From f7608d26fe1501b8b9effc4a53344da32887364e Mon Sep 17 00:00:00 2001
From: Martin Quinson <martin.quinson@loria.fr>
Date: Wed, 20 Dec 2017 23:45:42 +0100
Subject: [PATCH] improve the doc of the SMPI module

---
 doc/Doxyfile.in             |   1 +
 doc/doxygen/module-smpi.doc | 215 +++++++++++++++++++++++-------------
 doc/doxygen/options.doc     |  57 +++-------
 3 files changed, 152 insertions(+), 121 deletions(-)

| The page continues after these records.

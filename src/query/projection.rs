use std::{fmt, sync::Arc};

use serde::de::DeserializeOwned;
use serde_json::{Map, Value};

use crate::{
    expr::{Aliased, Expression},
    query::{Entity, ExprTuple, FromValue, ProjectionError, SelectItem, SubQuery, Tuple, TypedItem},
    schema::Source,
    storage::Row,
};

/// A fetch-joined relation: rows of `target` nest under `relation` in the
/// entity of `owner`.
#[derive(Debug, Clone, PartialEq, Eq)]
pub struct FetchedRelation {
    pub owner: Arc<str>,
    pub relation: Arc<str>,
    pub target: Arc<str>,
}

/// Plan facts the row mapper needs, fixed at build time.
#[derive(Debug, Clone, Default, PartialEq, Eq)]
pub struct ProjectionContext {
    pub fetches: Vec<FetchedRelation>,
}

#[derive(Debug, Clone, PartialEq)]
pub enum ResultShape {
    Entity(Source),
    Scalar,
    Tuple,
    Constructor,
    Fields,
    Bean,
}

type Mapper<T> = Arc<dyn Fn(&Row, &ProjectionContext) -> Result<T, ProjectionError> + Send + Sync>;

/// What a query selects and how each returned row becomes a `T`.
pub struct Projection<T> {
    items: Vec<SelectItem>,
    shape: ResultShape,
    mapper: Mapper<T>,
}

impl<T> Clone for Projection<T> {
    fn clone(&self) -> Self {
        Self { items: self.items.clone(), shape: self.shape.clone(), mapper: Arc::clone(&self.mapper) }
    }
}

impl<T> fmt::Debug for Projection<T> {
    fn fmt(&self, f: &mut fmt::Formatter<'_>) -> fmt::Result {
        f.debug_struct("Projection").field("items", &self.items).field("shape", &self.shape).finish()
    }
}

fn labelled(items: &[SelectItem]) -> Vec<(SelectItem, String)> {
    items.iter().enumerate().map(|(i, item)| (item.clone(), item.label(i))).collect()
}

impl<T> Projection<T> {
    pub fn items(&self) -> &[SelectItem] { &self.items }

    pub fn shape(&self) -> &ResultShape { &self.shape }

    pub fn map_row(&self, row: &Row, ctx: &ProjectionContext) -> Result<T, ProjectionError> {
        (self.mapper)(row, ctx)
    }
}

impl Projection<Entity> {
    /// Every column of `source`, with its fetched relations.
    pub fn entity(source: &Source) -> Self {
        let alias = Arc::clone(&source.alias);
        Projection {
            items: vec![source.all()],
            shape: ResultShape::Entity(source.clone()),
            mapper: Arc::new(move |row, ctx| Ok(Entity::from_row(&alias, row, ctx))),
        }
    }
}

impl<M: DeserializeOwned + Send + 'static> Projection<M> {
    /// Entity projection deserialized into `M`.
    pub fn entity_as(source: &Source) -> Self {
        let alias = Arc::clone(&source.alias);
        Projection {
            items: vec![source.all()],
            shape: ResultShape::Entity(source.clone()),
            mapper: Arc::new(move |row, ctx| Entity::from_row(&alias, row, ctx).deserialize()),
        }
    }

    /// Items assigned to the fields of `M` by name: the item alias, or the
    /// column name for bare columns.
    pub fn fields<X: ExprTuple>(items: X) -> Self {
        let items = items.items();
        let names: Vec<(String, String)> = items.iter().enumerate()
            .map(|(i, item)| (item.field_name().unwrap_or_default(), item.label(i)))
            .collect();
        Projection {
            items,
            shape: ResultShape::Fields,
            mapper: Arc::new(move |row, _| {
                let mut object = Map::new();
                for (name, label) in &names {
                    object.insert(name.clone(), row.get(label).cloned().unwrap_or(Value::Null));
                }
                serde_json::from_value(Value::Object(object))
                    .map_err(|source| ProjectionError::Deserialize { target: std::any::type_name::<M>(), source })
            }),
        }
    }
}

impl<T: Send + 'static> Projection<T> {
    /// A single value per row.
    pub fn scalar<I: TypedItem<Value = T>>(item: I) -> Self {
        let first = item.select_item();
        let label = first.label(0);
        Projection {
            items: vec![first.clone()],
            shape: ResultShape::Scalar,
            mapper: Arc::new(move |row, ctx| I::read(&first, &label, row, ctx)),
        }
    }

    /// Typed positional mapping: the items are read as a Rust tuple and
    /// handed to `build`.
    pub fn constructor<X, F>(items: X, build: F) -> Self
    where
        X: ExprTuple,
        F: Fn(X::Output) -> T + Send + Sync + 'static,
    {
        let items = items.items();
        let labels = labelled(&items);
        Projection {
            items,
            shape: ResultShape::Constructor,
            mapper: Arc::new(move |row, ctx| X::read(&labels, row, ctx).map(&build)),
        }
    }
}

impl Projection<Tuple> {
    pub fn tuple<X: ExprTuple>(items: X) -> Self {
        let items = items.items();
        let labels = Arc::new(labelled(&items));
        Projection {
            items,
            shape: ResultShape::Tuple,
            mapper: Arc::new(move |row, ctx| Ok(Tuple::new(Arc::clone(&labels), row.clone(), ctx.clone()))),
        }
    }
}

impl<D: Send + 'static> Projection<D> {
    /// Setter-based DTO mapping, started from a factory for the empty DTO.
    pub fn bean(factory: fn() -> D) -> Bean<D> {
        Bean { factory, items: Vec::new(), setters: Vec::new() }
    }
}

type Setter<D> = Box<dyn Fn(&mut D, &Row, &ProjectionContext) -> Result<(), ProjectionError> + Send + Sync>;

/// Builder of a setter-based projection: each `set` adds an item and the
/// typed setter that stores it.
pub struct Bean<D> {
    factory: fn() -> D,
    items: Vec<SelectItem>,
    setters: Vec<Setter<D>>,
}

impl<D: Send + 'static> Bean<D> {
    pub fn set<I, S>(mut self, item: I, setter: S) -> Self
    where
        I: TypedItem,
        S: Fn(&mut D, I::Value) + Send + Sync + 'static,
    {
        let select_item = item.select_item();
        let label = select_item.label(self.items.len());
        let read_item = select_item.clone();
        self.items.push(select_item);
        self.setters.push(Box::new(move |dto, row, ctx| {
            setter(dto, I::read(&read_item, &label, row, ctx)?);
            Ok(())
        }));
        self
    }
}

impl<D: Send + 'static> From<Bean<D>> for Projection<D> {
    fn from(bean: Bean<D>) -> Self {
        let Bean { factory, items, setters } = bean;
        Projection {
            items,
            shape: ResultShape::Bean,
            mapper: Arc::new(move |row, ctx| {
                let mut dto = factory();
                for set in &setters {
                    set(&mut dto, row, ctx)?;
                }
                Ok(dto)
            }),
        }
    }
}

impl<T: FromValue> From<Expression<T>> for Projection<T> {
    fn from(expr: Expression<T>) -> Self { Projection::scalar(expr) }
}

impl<T: FromValue> From<&Expression<T>> for Projection<T> {
    fn from(expr: &Expression<T>) -> Self { Projection::scalar(expr.clone()) }
}

impl<T: FromValue> From<Aliased<T>> for Projection<T> {
    fn from(expr: Aliased<T>) -> Self { Projection::scalar(expr) }
}

impl<T: FromValue> From<SubQuery<T>> for Projection<T> {
    fn from(sub: SubQuery<T>) -> Self { Projection::scalar(sub) }
}

impl From<&Source> for Projection<Entity> {
    fn from(source: &Source) -> Self { Projection::entity(source) }
}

diff --git a/doc/Doxyfile.in b/doc/Doxyfile.in
index 500cbe435e..bb6958f951 100644
--- a/doc/Doxyfile.in
+++ b/doc/Doxyfile.in
@@ -770,6 +770,7 @@ EXAMPLE_PATH           = ./ \
                          @CMAKE_HOME_DIRECTORY@/src/surf/ \
                          @CMAKE_HOME_DIRECTORY@/src/surf/xml/ \
                          @CMAKE_HOME_DIRECTORY@/src/xbt/ \
+                         @CMAKE_HOME_DIRECTORY@/include \
                          @CMAKE_HOME_DIRECTORY@/examples \
                          @CMAKE_HOME_DIRECTORY@/doc/example_lists
 
diff --git a/doc/doxygen/module-smpi.doc b/doc/doxygen/module-smpi.doc
index 238ba47b1e..b3c26f777b 100644
--- a/doc/doxygen/module-smpi.doc
+++ b/doc/doxygen/module-smpi.doc
@@ -6,19 +6,30 @@
 
 [TOC]
 
-This programming environment enables the study of MPI application by
-emulating them on top of the SimGrid simulator. This is particularly
-interesting to study existing MPI applications within the comfort of
-the simulator. The motivation for this work is detailed in the
-reference article (available at http://hal.inria.fr/inria-00527150).
-
-
-Our goal is to enable the study of **unmodified MPI applications**,
-and even if some constructs and features are still missing, we
-consider SMPI to be stable and usable in production.  For **further
-scalability**, you may modify your code to speed up your studies or
-save memory space.  Improved **simulation accuracy** requires some
-specific care from you.
+SMPI enables the study of MPI application by emulating them on top of
+the SimGrid simulator. This is particularly interesting to study
+existing MPI applications within the comfort of the simulator. The
+SMPI reference article is available at
+https://hal.inria.fr/hal-01415484. You should also read the 
+<a href="http://simgrid.org/tutorials/simgrid-smpi-101.pdf">SMPI
+introductory slides</a>.
+
+Our goal is to enable the study of **unmodified MPI applications**.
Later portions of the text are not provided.